Europas Anführer Macrons Kampf für Europa verdient Respekt

Der Auftritt von Emmanuel Macron vor dem Europaparlament hat eines gezeigt: Europa kann durchaus lebendig und spannend sein. Redner aus Griechenland und Ungarn, den Niederlanden und Deutschland diskutierten mit dem französischen Präsidenten über eine breite Palette an Themen – von der Ostsee-Pipeline bis zum Westbalkan. Mal laut, mal aggressiv, mal lobend. Und Macron saß in der ersten Reihe und hörte allen zu. Wie ein geduldiger Psychotherapeut, bei dem ein ganzer Kontinent auf der Couch liegt. Dabei passt die Rolle des Therapeuten eigentlich gar nicht zu dem 40-Jährigen. Er sieht sich eher als Architekt, der das Haus Europa wetterfest machen will. Gegen die Stürme der nächsten Finanzkrise, aber auch gegen den Populismus, der wie Fäulnis in den eigenen vier Wänden sitzt. Zahlreiche Maßnahmen hatte er dafür in seiner Rede an der Sorbonne vor einem halben Jahr vorgestellt.

Europas Anführer: Macrons Kampf für Europa verdient Respekt
Foto: SZ/Robby Lorenz

Bewegt hat er mit seinen Ideen bisher aber nichts. Keines der Mitgliedsländer wollte zur Maurerkelle greifen und die Bauarbeiten beginnen. Genau deshalb kam Macron jetzt nach Straßburg: Er wollte die Abgeordneten von seinem Anliegen überzeugen. Ein Schritt zurück also, um die Gefahren aufzuzeigen, die der EU drohen, wenn sie nichts unternimmt. Der Präsident war sich nicht zu schade, über Stunden mit den Abgeordneten zu debattieren. Nicht gelangweilt, sondern mit viel Engagement. Er hat inzwischen erkannt, dass die Erneuerung Europas mühevolle Kleinarbeit ist. Vor allem, weil Macron kaum Verbündete für sein Anliegen findet.

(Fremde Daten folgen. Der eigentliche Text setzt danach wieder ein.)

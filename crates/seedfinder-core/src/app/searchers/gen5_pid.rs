//! Gen 5 PID search

use super::{Gen5Result, hashed_seed_count};
use crate::app::search::{FrameSearcher, Search, scan_window};
use crate::domain::criteria::{CriteriaError, ExpectedResults, FrameRange, PidCriteria, ResultEstimate};
use crate::domain::frame::{Gen5Encounter, Gen5PidFrame, Gen5PidGenerator, PidContext, PidStrategy};
use crate::domain::seed::HashedSeed;
use crate::domain::seed_gen::{HashedSeedGenerator, HashedSeedRanges};
use serde::{Deserialize, Serialize};
use std::sync::Arc;

#[derive(Clone, Debug, PartialEq, Eq, Serialize, Deserialize)]
pub struct Gen5PidCriteria {
    pub ranges: HashedSeedRanges,
    pub encounter: Gen5Encounter,
    pub ctx: PidContext,
    pub pid: PidCriteria,
    /// Encounter slot to require
    pub slot: Option<u8>,
    pub frames: FrameRange,
    /// Count `frames` from the first frame the player can act on
    pub start_from_initial_pid_frame: bool,
    /// BW2 continue screen with Memory Link active
    pub memory_link: bool,
}

pub struct Gen5PidSearch {
    criteria: Gen5PidCriteria,
    strategy: Arc<dyn PidStrategy>,
}

impl Gen5PidSearch {
    pub fn new(criteria: Gen5PidCriteria) -> Result<Self, CriteriaError> {
        criteria.ranges.validate()?;
        let strategy = criteria.encounter.strategy();
        Ok(Self { criteria, strategy })
    }

    /// Absolute PID frames to scan for `seed`
    fn window(&self, seed: &HashedSeed) -> FrameRange {
        let c = &self.criteria;
        if c.start_from_initial_pid_frame {
            c.frames.offset(seed.skipped_pid_frames(c.memory_link))
        } else {
            c.frames
        }
    }
}

impl FrameSearcher for Gen5PidSearch {
    type Seed = HashedSeed;
    type Result = Gen5Result<Gen5PidFrame>;

    fn search_seed(&self, seed: HashedSeed, on_match: &mut dyn FnMut(Self::Result)) {
        let c = &self.criteria;
        let mut generator = Gen5PidGenerator::with_strategy(seed.raw_seed(), Arc::clone(&self.strategy), c.ctx);
        scan_window(&mut generator, self.window(&seed), |frame| {
            if c.pid.matches(frame.pid, frame.nature, frame.ability, c.ctx.id)
                && c.slot.is_none_or(|slot| frame.slot == Some(slot))
                && !frame.found_item
            {
                on_match(Gen5Result::new(&seed, *frame));
            }
        });
    }
}

impl Search for Gen5PidSearch {
    type Seeds = HashedSeedGenerator;

    fn seeds(&self) -> Result<HashedSeedGenerator, CriteriaError> {
        HashedSeedGenerator::new(self.criteria.ranges.clone())
    }
}

impl ExpectedResults for Gen5PidSearch {
    fn expected_number_of_results(&self) -> Result<u64, CriteriaError> {
        let c = &self.criteria;
        Ok(ResultEstimate::new(hashed_seed_count(&c.ranges)?, c.frames.len())
            .pid(&c.pid)
            .value())
    }
}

Deutschland, das er zum Partner auserkoren hat, schaut eher auf die eigenen Interessen als auf das große Ganze. Großbritannien fällt vollständig aus, Spanien ist mit sich selbst beschäftigt und Italien hat noch nicht einmal eine Regierung. Die Nordeuropäer signalisierten bereits, dass sie die französischen Vorschläge nicht mittragen werden. Der „nächste Anführer Europas“, den das Magazin „Time“ bereits in Macron sah, könnte zum einsamen Mann des Kontinents werden.

Doch der Präsident gibt nicht auf. Er schaut eher nach den Horizonten als nach den roten Linien. Deshalb setzt er sich nach seiner Rede im Europaparlament in einer Kleinstadt in den Vogesen in ein Kongresszentrum, um mit seinen Landsleuten über die EU zu reden. Sicher, man kann über diese Bürgerdialoge lächeln. Graswurzelromantik, die wenig mit den Entscheidungen in Brüssel zu tun hat. Aber Macron hat Recht: Die EU braucht mehr Demokratie. Mehr Attraktivität, die die Wähler auch wieder an die Urnen bringt. Der Präsident wendet sich an die EU-Bürger, so wie er sich vor einem Jahr an die Franzosen gewandt hat.

Damals gewann er die Wahl aus einer aussichtslosen Position heraus. Ob seine Strategie ein zweites Mal Erfolg hat, wird sich zeigen. Doch die Beharrlichkeit Macrons verdient Respekt. Er werde weitermachen, kündigte er in seiner Rede an der Sorbonne an. Gut so. Denn Europa braucht einen, der sich nicht entmutigen lässt.